Almost 50 years since the introduction of the Equal Pay Act (1970), the UK still has a glaring gender pay gap with figures from the Office for National Statistics placing it around 18 per cent.

While many believe the chasm comes down to a combination of factors including childcare and discrimination, employers have often claimed that the gap is the result of women’s lesser negotiating skills when it comes to asking for pay rises and promotions.

But a new study on how gender affects these discussions is disputing this excuse entirely.

In a series of experiments conducted by Lehigh University, Pennsylvania, male and female participants were randomly assigned the roles of boss and employee.

They were then asked to negotiate an agreement that would determine how much they were each paid for taking part in the experiment.

The test showed no difference between men and women’s negotiating skills and found that women were just as self interested as their male counterparts.

This indicates that a woman’s ability, or lack thereof, to discuss salary is in no way a significant factor when it comes to explaining the pay gap.

“Some attribute the pay gap to perceived gender differences in wage contract negotiations or to a belief that women undermine their own bargaining position by extending too much trust to others in negotiations,” said Holona Ochs, associate professor of political science at Lehigh University.

“Our findings suggest that the gender stereotypes that lead to the perception that men may negotiate better wage contracts than women are misleading, and that individual behaviour in hierarchical negotiation settings, like between a boss and employee, is more likely affected by the context, than by gender differences.

“Our research report shows how institution-free environments (like experiments) which do not exist in the real world – provide a baseline to measure how institutions shape the behaviour of real public workers in real agencies.”

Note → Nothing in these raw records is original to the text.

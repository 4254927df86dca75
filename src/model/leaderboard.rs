//! Leaderboard rows read from the game database.

/// Number of players shown per leaderboard page.
pub const PAGE_SIZE: u64 = 10;

/// Player and their total time played.
#[derive(Debug, Clone, PartialEq, Eq)]
pub struct PlaytimeEntry {
    pub user_name: String,
    pub total_seconds: i64,
}

/// Player's richest character.
#[derive(Debug, Clone, PartialEq, Eq)]
pub struct BalanceEntry {
    pub user_name: String,
    pub char_name: String,
    pub bank_balance: i64,
}

/// One page of the balance leaderboard.
#[derive(Debug, Clone, PartialEq, Eq)]
pub struct BalancePage {
    pub entries: Vec<BalanceEntry>,
    /// Zero based page index.
    pub page: u64,
    /// Always at least 1.
    pub total_pages: u64,
    pub total_count: u64,
}

impl BalancePage {
    /// Rank of the first entry on this page, starting at 1.
    pub fn first_rank(&self) -> u64 {
        self.page * PAGE_SIZE + 1
    }

    pub fn has_previous(&self) -> bool {
        self.page > 0
    }

    pub fn has_next(&self) -> bool {
        self.page + 1 < self.total_pages
    }
}

/// Number of pages needed for `total_count` rows, never less than 1.
pub fn total_pages(total_count: u64) -> u64 {
    total_count.div_ceil(PAGE_SIZE).max(1)
}
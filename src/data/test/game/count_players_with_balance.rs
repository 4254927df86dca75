use super::*;

/// Tests reading the leaderboard size.
///
/// Expected: Ok(42)
#[tokio::test]
async fn reads_total() -> Result<(), DbErr> {
    let test = TestBuilder::new()
        .with_query_result(vec![row([("total", Value::from(42i64))])])
        .build()
        .await
        .unwrap();
    let db = test.db.as_ref().unwrap();

    let total = GameDatabaseRepository::new(db)
        .count_players_with_balance()
        .await?;

    assert_eq!(total, 42);

    Ok(())
}
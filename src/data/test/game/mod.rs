use sea_orm::{DbErr, Value};
use std::collections::BTreeMap;

use crate::{
    data::game::GameDatabaseRepository,
    model::leaderboard::{BalanceEntry, PlaytimeEntry},
};
use test_utils::builder::{MockRow, TestBuilder};

mod count_players_with_balance;
mod resolve_ckey;
mod top_players_by_balance;
mod top_players_by_playtime;

fn row<const N: usize>(columns: [(&'static str, Value); N]) -> MockRow {
    BTreeMap::from(columns)
}
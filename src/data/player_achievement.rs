//! Player achievement store backed by a `display_name|ckey|id,id` text file.
//!
//! Every operation takes the store lock, reads and parses the whole file, applies its
//! change and, when something changed, rewrites the file atomically before releasing
//! the lock. Reads take the same lock so they never observe a half-applied
//! read-modify-write cycle of another command.

use std::{collections::BTreeSet, path::PathBuf};
use tokio::sync::Mutex;

use crate::{
    error::AppError,
    model::achievement::{normalize_key, sanitize_display_name, PlayerAchievementRecord},
    util::fs::{atomic_write, join_lines, read_if_exists},
};

/// Parses store file contents into records in file order.
///
/// Blank and `#` lines are ignored, lines with fewer than two fields or an empty
/// ckey are logged and skipped. A repeated ckey replaces the earlier record in place.
pub fn parse_store(content: &str) -> Vec<PlayerAchievementRecord> {
    let mut records = Vec::new();

    for (index, line) in content.lines().enumerate() {
        let line_number = index + 1;
        let line = line.trim();
        if line.is_empty() || line.starts_with('#') {
            continue;
        }

        let mut parts = line.split('|');
        let (Some(display_name), Some(ckey)) = (parts.next(), parts.next()) else {
            tracing::warn!(
                "Skipping store line {}: expected at least 'display_name|ckey'",
                line_number
            );
            continue;
        };

        let ckey = normalize_key(ckey);
        if ckey.is_empty() {
            tracing::warn!("Skipping store line {}: empty ckey", line_number);
            continue;
        }

        let achievements = parts
            .next()
            .map(normalize_ids)
            .unwrap_or_default();

        put_record(
            &mut records,
            PlayerAchievementRecord {
                ckey,
                display_name: display_name.trim().to_string(),
                achievements,
            },
        );
    }

    records
}

fn normalize_ids(field: &str) -> BTreeSet<String> {
    field
        .split(',')
        .map(normalize_key)
        .filter(|id| !id.is_empty())
        .collect()
}

/// Replaces the record with the same ckey or appends a new one.
fn put_record(records: &mut Vec<PlayerAchievementRecord>, record: PlayerAchievementRecord) {
    match records.iter_mut().find(|r| r.ckey == record.ckey) {
        Some(existing) => *existing = record,
        None => records.push(record),
    }
}

/// Flat-file store of earned achievements, one line per player.
pub struct PlayerAchievementStore {
    path: PathBuf,
    lock: Mutex<()>,
}

impl PlayerAchievementStore {
    pub fn new(path: impl Into<PathBuf>) -> Self {
        Self {
            path: path.into(),
            lock: Mutex::new(()),
        }
    }

    /// Achievements of the player with the given ckey.
    ///
    /// # Returns
    /// - `Ok(Some(ids))` - Player has a record (possibly with no achievements)
    /// - `Ok(None)` - No record for the ckey
    pub async fn get_player_achievements(
        &self,
        ckey: &str,
    ) -> Result<Option<BTreeSet<String>>, AppError> {
        let ckey = normalize_key(ckey);
        let _guard = self.lock.lock().await;

        Ok(self
            .read_records()
            .await?
            .into_iter()
            .find(|record| record.ckey == ckey)
            .map(|record| record.achievements))
    }

    /// Finds a player by the display name stored next to their ckey.
    ///
    /// The name is sanitized like stored names and then compared exactly; the first
    /// match in file order wins.
    ///
    /// # Returns
    /// - `Ok(Some((ckey, ids)))` - Matching record
    /// - `Ok(None)` - No record carries this display name
    pub async fn get_player_achievements_by_display_name(
        &self,
        display_name: &str,
    ) -> Result<Option<(String, BTreeSet<String>)>, AppError> {
        let display_name = sanitize_display_name(display_name);
        let _guard = self.lock.lock().await;

        Ok(self
            .read_records()
            .await?
            .into_iter()
            .find(|record| record.display_name == display_name)
            .map(|record| (record.ckey, record.achievements)))
    }

    /// Creates or wholesale replaces a player's record.
    pub async fn upsert_player<I, S>(
        &self,
        ckey: &str,
        display_name: &str,
        achievements: I,
    ) -> Result<(), AppError>
    where
        I: IntoIterator<Item = S>,
        S: AsRef<str>,
    {
        let record = PlayerAchievementRecord {
            ckey: normalize_key(ckey),
            display_name: sanitize_display_name(display_name),
            achievements: achievements
                .into_iter()
                .map(|id| normalize_key(id.as_ref()))
                .filter(|id| !id.is_empty())
                .collect(),
        };

        let _guard = self.lock.lock().await;
        let mut records = self.read_records().await?;

        tracing::info!(
            "Upserting player {} ({}) with {} achievement(s)",
            record.display_name,
            record.ckey,
            record.achievements.len()
        );

        put_record(&mut records, record);
        self.write_records(&records).await
    }

    /// Adds an achievement to a player, creating the record if needed.
    ///
    /// A non-empty `display_name` replaces the stored one.
    ///
    /// # Returns
    /// - `Ok(true)` - Achievement was added
    /// - `Ok(false)` - Player already had it; nothing was written
    pub async fn add_achievement(
        &self,
        ckey: &str,
        display_name: &str,
        id: &str,
    ) -> Result<bool, AppError> {
        let ckey = normalize_key(ckey);
        let id = normalize_key(id);
        let display_name = sanitize_display_name(display_name);

        let _guard = self.lock.lock().await;
        let mut records = self.read_records().await?;

        let record = match records.iter().position(|r| r.ckey == ckey) {
            Some(index) => &mut records[index],
            None => {
                records.push(PlayerAchievementRecord {
                    ckey: ckey.clone(),
                    display_name: display_name.clone(),
                    achievements: BTreeSet::new(),
                });
                let last = records.len() - 1;
                &mut records[last]
            }
        };

        if !record.achievements.insert(id.clone()) {
            return Ok(false);
        }
        if !display_name.is_empty() {
            record.display_name = display_name;
        }

        tracing::info!(
            "Added achievement '{}' to {} ({})",
            id,
            record.display_name,
            ckey
        );

        self.write_records(&records).await?;
        Ok(true)
    }

    /// Removes an achievement from a player.
    ///
    /// A non-empty `display_name` replaces the stored one when the removal happens.
    ///
    /// # Returns
    /// - `Ok(true)` - Achievement was removed
    /// - `Ok(false)` - No record for the ckey, or the player did not have it
    pub async fn remove_achievement(
        &self,
        ckey: &str,
        display_name: &str,
        id: &str,
    ) -> Result<bool, AppError> {
        let ckey = normalize_key(ckey);
        let id = normalize_key(id);
        let display_name = sanitize_display_name(display_name);

        let _guard = self.lock.lock().await;
        let mut records = self.read_records().await?;

        let Some(record) = records.iter_mut().find(|r| r.ckey == ckey) else {
            return Ok(false);
        };
        if !record.achievements.remove(&id) {
            return Ok(false);
        }
        if !display_name.is_empty() {
            record.display_name = display_name;
        }

        tracing::info!(
            "Removed achievement '{}' from {} ({})",
            id,
            record.display_name,
            ckey
        );

        self.write_records(&records).await?;
        Ok(true)
    }

    /// Strips an achievement from every player.
    ///
    /// The file is only rewritten when at least one player held the achievement.
    ///
    /// # Returns
    /// - `Ok(usize)` - Number of players the achievement was removed from
    pub async fn remove_achievement_from_all_players(&self, id: &str) -> Result<usize, AppError> {
        let id = normalize_key(id);

        let _guard = self.lock.lock().await;
        let mut records = self.read_records().await?;

        let removed = records
            .iter_mut()
            .map(|record| record.achievements.remove(&id))
            .filter(|removed| *removed)
            .count();

        if removed > 0 {
            self.write_records(&records).await?;
            tracing::info!("Removed achievement '{}' from {} player(s)", id, removed);
        }

        Ok(removed)
    }

    /// Must be called with the store lock held.
    async fn read_records(&self) -> Result<Vec<PlayerAchievementRecord>, AppError> {
        Ok(read_if_exists(&self.path)
            .await?
            .map(|content| parse_store(&content))
            .unwrap_or_default())
    }

    /// Must be called with the store lock held.
    async fn write_records(&self, records: &[PlayerAchievementRecord]) -> Result<(), AppError> {
        let lines: Vec<String> = records.iter().map(PlayerAchievementRecord::to_line).collect();

        atomic_write(&self.path, join_lines(&lines))
            .await
            .inspect_err(|e| {
                tracing::error!("Failed to write {}: {}", self.path.display(), e);
            })
    }
}
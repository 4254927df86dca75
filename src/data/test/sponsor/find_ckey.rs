use super::*;

/// Tests finding the ckey of a registered sponsor.
///
/// Verifies that the Discord name must match the first field exactly, so a name
/// that is only a prefix of another does not match.
///
/// Expected: Ok(Some) for the exact name, Ok(None) otherwise
#[tokio::test]
async fn finds_ckey_by_exact_name() -> Result<(), AppError> {
    let test = TestBuilder::new()
        .with_sponsors(&[
            "alice_alt, AltCkey, 111, 2025-01-01 00:00:00, #FF0000",
            "alice, AliceCkey, 111, 2025-01-01 00:00:00, #00FF00",
        ])
        .build()
        .await
        .unwrap();
    let repo = SponsorRepository::new(test.path(TestFile::Sponsors));

    assert_eq!(repo.find_ckey("alice").await?, Some("AliceCkey".to_string()));
    assert!(repo.find_ckey("ali").await?.is_none());

    Ok(())
}

/// Tests looking a sponsor up when the file does not exist.
///
/// Expected: Ok(None)
#[tokio::test]
async fn missing_file_has_no_sponsors() -> Result<(), AppError> {
    let test = TestBuilder::new().build().await.unwrap();
    let repo = SponsorRepository::new(test.path(TestFile::Sponsors));

    assert!(repo.find_ckey("alice").await?.is_none());

    Ok(())
}
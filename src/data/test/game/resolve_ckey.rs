use super::*;

/// Tests resolving a known player name.
///
/// Expected: Ok(Some) with the normalized ckey
#[tokio::test]
async fn resolves_known_player() -> Result<(), DbErr> {
    let test = TestBuilder::new()
        .with_query_result(vec![row([("ckey", Value::from("alice"))])])
        .build()
        .await
        .unwrap();
    let db = test.db.as_ref().unwrap();

    let ckey = GameDatabaseRepository::new(db).resolve_ckey(" Alice ").await?;

    assert_eq!(ckey, Some("alice".to_string()));

    Ok(())
}

/// Tests resolving a name no player has used.
///
/// Expected: Ok(None)
#[tokio::test]
async fn unknown_player_is_none() -> Result<(), DbErr> {
    let test = TestBuilder::new()
        .with_query_result(vec![])
        .build()
        .await
        .unwrap();
    let db = test.db.as_ref().unwrap();

    let ckey = GameDatabaseRepository::new(db).resolve_ckey("ghost").await?;

    assert!(ckey.is_none());

    Ok(())
}
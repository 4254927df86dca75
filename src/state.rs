//! Application state shared across all event handlers.
//!
//! This module defines the `AppState` struct which holds every shared resource the
//! bot needs to answer commands. The state is built once during startup and handed
//! to the serenity event handler; each command borrows what it needs from it.
//!
//! Flat-file repositories own their lock as a field, so they are wrapped in `Arc`
//! and every clone of the state serializes access through the same lock.

use sea_orm::DatabaseConnection;
use std::sync::Arc;

use crate::{
    config::Config,
    data::{
        action_log::ActionLog, catalog::AchievementCatalog, disposable::DisposableRepository,
        player_achievement::PlayerAchievementStore, sponsor::SponsorRepository,
    },
    service::interaction::InteractionSessionService,
};

/// Application state containing shared resources and dependencies.
///
/// All fields are cheap to clone:
/// - `DatabaseConnection` is a connection pool (clones share the pool)
/// - repositories and the config are behind `Arc`
/// - `InteractionSessionService` uses `Arc` for shared state
#[derive(Clone)]
pub struct AppState {
    pub config: Arc<Config>,

    /// Read-only connection pool to the game server database.
    pub db: DatabaseConnection,

    pub catalog: Arc<AchievementCatalog>,
    pub store: Arc<PlayerAchievementStore>,
    pub sponsors: Arc<SponsorRepository>,
    pub disposables: Arc<DisposableRepository>,
    pub action_log: Arc<ActionLog>,

    /// Open select menus, modals and pagers.
    pub sessions: InteractionSessionService,
}

impl AppState {
    /// Creates the state, pointing every repository at the path from configuration.
    ///
    /// Nothing is read here; the catalog is loaded separately during startup and the
    /// other files are read on demand.
    ///
    /// # Arguments
    /// - `config` - Application configuration
    /// - `db` - Game database connection pool
    ///
    /// # Returns
    /// - `AppState` - Initialized application state ready for use
    pub fn new(config: Config, db: DatabaseConnection) -> Self {
        Self {
            catalog: Arc::new(AchievementCatalog::new(&config.achievements_catalog_path)),
            store: Arc::new(PlayerAchievementStore::new(&config.players_achievements_path)),
            sponsors: Arc::new(SponsorRepository::new(&config.sponsors_file_path)),
            disposables: Arc::new(DisposableRepository::new(&config.disposable_file_path)),
            action_log: Arc::new(ActionLog::new(&config.action_log_path)),
            sessions: InteractionSessionService::new(),
            config: Arc::new(config),
            db,
        }
    }
}
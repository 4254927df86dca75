//! Short-lived state behind interactive message components.
//!
//! A select menu, a modal or a pager button only carries a custom id back to the
//! bot. The state needed to finish the interaction (the player being edited, the
//! page being shown) lives here under a random token embedded in that id, and is
//! dropped once its time-to-live has passed.

use rand::Rng;
use std::collections::HashMap;
use std::sync::Arc;
use std::time::{Duration, Instant};
use tokio::sync::RwLock;

use crate::model::achievement::GrantMenu;

/// How long the achievement select menu accepts a choice.
pub const GRANT_MENU_TTL: Duration = Duration::from_secs(120);

/// How long the ckey modal accepts a submission.
pub const CKEY_PROMPT_TTL: Duration = Duration::from_secs(300);

/// How long the balance leaderboard buttons keep working.
pub const BALANCE_PAGER_TTL: Duration = Duration::from_secs(300);

/// How long an expired session is kept so its expiry timer can still find it.
const PRUNE_GRACE: Duration = Duration::from_secs(60);

const TOKEN_LENGTH: usize = 16;

/// What the bot is waiting for on an open interaction.
#[derive(Debug, Clone, PartialEq, Eq)]
pub enum PendingInteraction {
    /// Select menu listing the achievements a player can still be granted.
    GrantMenu(GrantMenu),
    /// Modal asking for the ckey of a player the store does not know yet.
    CkeyPrompt {
        /// Display name of the member the achievement is for.
        display_name: String,
    },
    /// Balance leaderboard message with previous/next buttons.
    BalancePager {
        /// Zero-based page currently shown.
        page: u64,
    },
}

/// Session returned to callers, without its expiry bookkeeping.
#[derive(Debug, Clone, PartialEq, Eq)]
pub struct ActiveSession {
    /// Discord user who opened the interaction.
    pub owner_id: u64,
    pub pending: PendingInteraction,
}

#[derive(Clone)]
struct Session {
    owner_id: u64,
    pending: PendingInteraction,
    expires_at: Instant,
}

impl Session {
    fn is_expired(&self) -> bool {
        Instant::now() >= self.expires_at
    }

    fn is_stale(&self, grace: Duration) -> bool {
        Instant::now() >= self.expires_at + grace
    }

    fn to_active(&self) -> ActiveSession {
        ActiveSession {
            owner_id: self.owner_id,
            pending: self.pending.clone(),
        }
    }
}

/// In-memory registry of open interactions keyed by token.
///
/// Cloning is cheap and every clone shares the same registry.
#[derive(Clone)]
pub struct InteractionSessionService {
    sessions: Arc<RwLock<HashMap<String, Session>>>,
    prune_grace: Duration,
}

impl InteractionSessionService {
    pub fn new() -> Self {
        Self {
            sessions: Arc::new(RwLock::new(HashMap::new())),
            prune_grace: PRUNE_GRACE,
        }
    }

    #[cfg(test)]
    fn with_prune_grace(prune_grace: Duration) -> Self {
        Self {
            prune_grace,
            ..Self::new()
        }
    }

    /// Opens a session and returns its token.
    ///
    /// Sessions expired for longer than the prune grace are dropped on every open, so
    /// abandoned menus never pile up.
    pub async fn open(&self, owner_id: u64, pending: PendingInteraction, ttl: Duration) -> String {
        let token = Self::generate_token();
        let session = Session {
            owner_id,
            pending,
            expires_at: Instant::now() + ttl,
        };

        let grace = self.prune_grace;
        let mut sessions = self.sessions.write().await;
        sessions.retain(|_, session| !session.is_stale(grace));
        sessions.insert(token.clone(), session);

        token
    }

    /// Looks up a live session.
    ///
    /// # Returns
    /// - `Some(ActiveSession)` - Session exists and has not expired
    /// - `None` - Unknown token, or the session expired (it is removed)
    pub async fn get(&self, token: &str) -> Option<ActiveSession> {
        let mut sessions = self.sessions.write().await;

        match sessions.get(token) {
            Some(session) if session.is_expired() => {
                sessions.remove(token);
                None
            }
            Some(session) => Some(session.to_active()),
            None => None,
        }
    }

    /// Replaces the pending state of a live session, keeping its expiry.
    ///
    /// # Returns
    /// - `true` - Session was updated
    /// - `false` - Session is unknown or expired
    pub async fn update(&self, token: &str, pending: PendingInteraction) -> bool {
        let mut sessions = self.sessions.write().await;

        match sessions.get_mut(token) {
            Some(session) if !session.is_expired() => {
                session.pending = pending;
                true
            }
            Some(_) => {
                sessions.remove(token);
                false
            }
            None => false,
        }
    }

    /// Removes a session, returning it if it was still live.
    pub async fn close(&self, token: &str) -> Option<ActiveSession> {
        self.sessions
            .write()
            .await
            .remove(token)
            .filter(|session| !session.is_expired())
            .map(|session| session.to_active())
    }

    /// Removes a session whether or not it has expired yet.
    ///
    /// Used by the expiry timer: `true` means the controls were never consumed and
    /// still need to be disabled on the message.
    pub async fn expire(&self, token: &str) -> bool {
        self.sessions.write().await.remove(token).is_some()
    }

    fn generate_token() -> String {
        const CHARSET: &[u8] = b"ABCDEFGHIJKLMNOPQRSTUVWXYZ\
                                 abcdefghijklmnopqrstuvwxyz\
                                 0123456789";

        let mut rng = rand::rng();

        (0..TOKEN_LENGTH)
            .map(|_| CHARSET[rng.random_range(0..CHARSET.len())] as char)
            .collect()
    }

    #[cfg(test)]
    async fn len(&self) -> usize {
        self.sessions.read().await.len()
    }
}

impl Default for InteractionSessionService {
    fn default() -> Self {
        Self::new()
    }
}
use super::*;

/// Tests removing a definition.
///
/// Verifies that only the matching line is dropped and the catalog is reloaded.
///
/// Expected: Ok(true) with the remaining lines intact
#[tokio::test]
async fn removes_matching_line() -> Result<(), AppError> {
    let test = TestBuilder::new()
        .with_catalog(&[
            "# combat",
            "first_blood|First Blood|Kill one creature",
            "veteran|Veteran|Play 100 hours",
        ])
        .build()
        .await
        .unwrap();

    let catalog = AchievementCatalog::new(test.path(TestFile::Catalog));
    catalog.load().await?;

    assert!(catalog.remove("first_blood").await?);
    assert!(!catalog.exists("first_blood").await?);
    assert_eq!(
        test.read(TestFile::Catalog).unwrap(),
        "# combat\nveteran|Veteran|Play 100 hours\n"
    );

    Ok(())
}

/// Tests removing a definition that does not exist.
///
/// Expected: Ok(false)
#[tokio::test]
async fn returns_false_for_unknown_id() -> Result<(), AppError> {
    let test = TestBuilder::new()
        .with_catalog(&["veteran|Veteran|Play 100 hours"])
        .build()
        .await
        .unwrap();

    let catalog = AchievementCatalog::new(test.path(TestFile::Catalog));

    assert!(!catalog.remove("pilot").await?);

    Ok(())
}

The study follows the announcement that the global pay gap between men and women will take 202 years to close.

The World Econonmic Forum said the gap has narrowed slightly over the past year, but that the number of women in the professional workplace has fallen.

It also revealed that women are significantly affected by the automation of jobs and development of artificial intelligence, warning that unless more women are encouraged to enter the fields of science, technology and engineering, the gender gap could widen.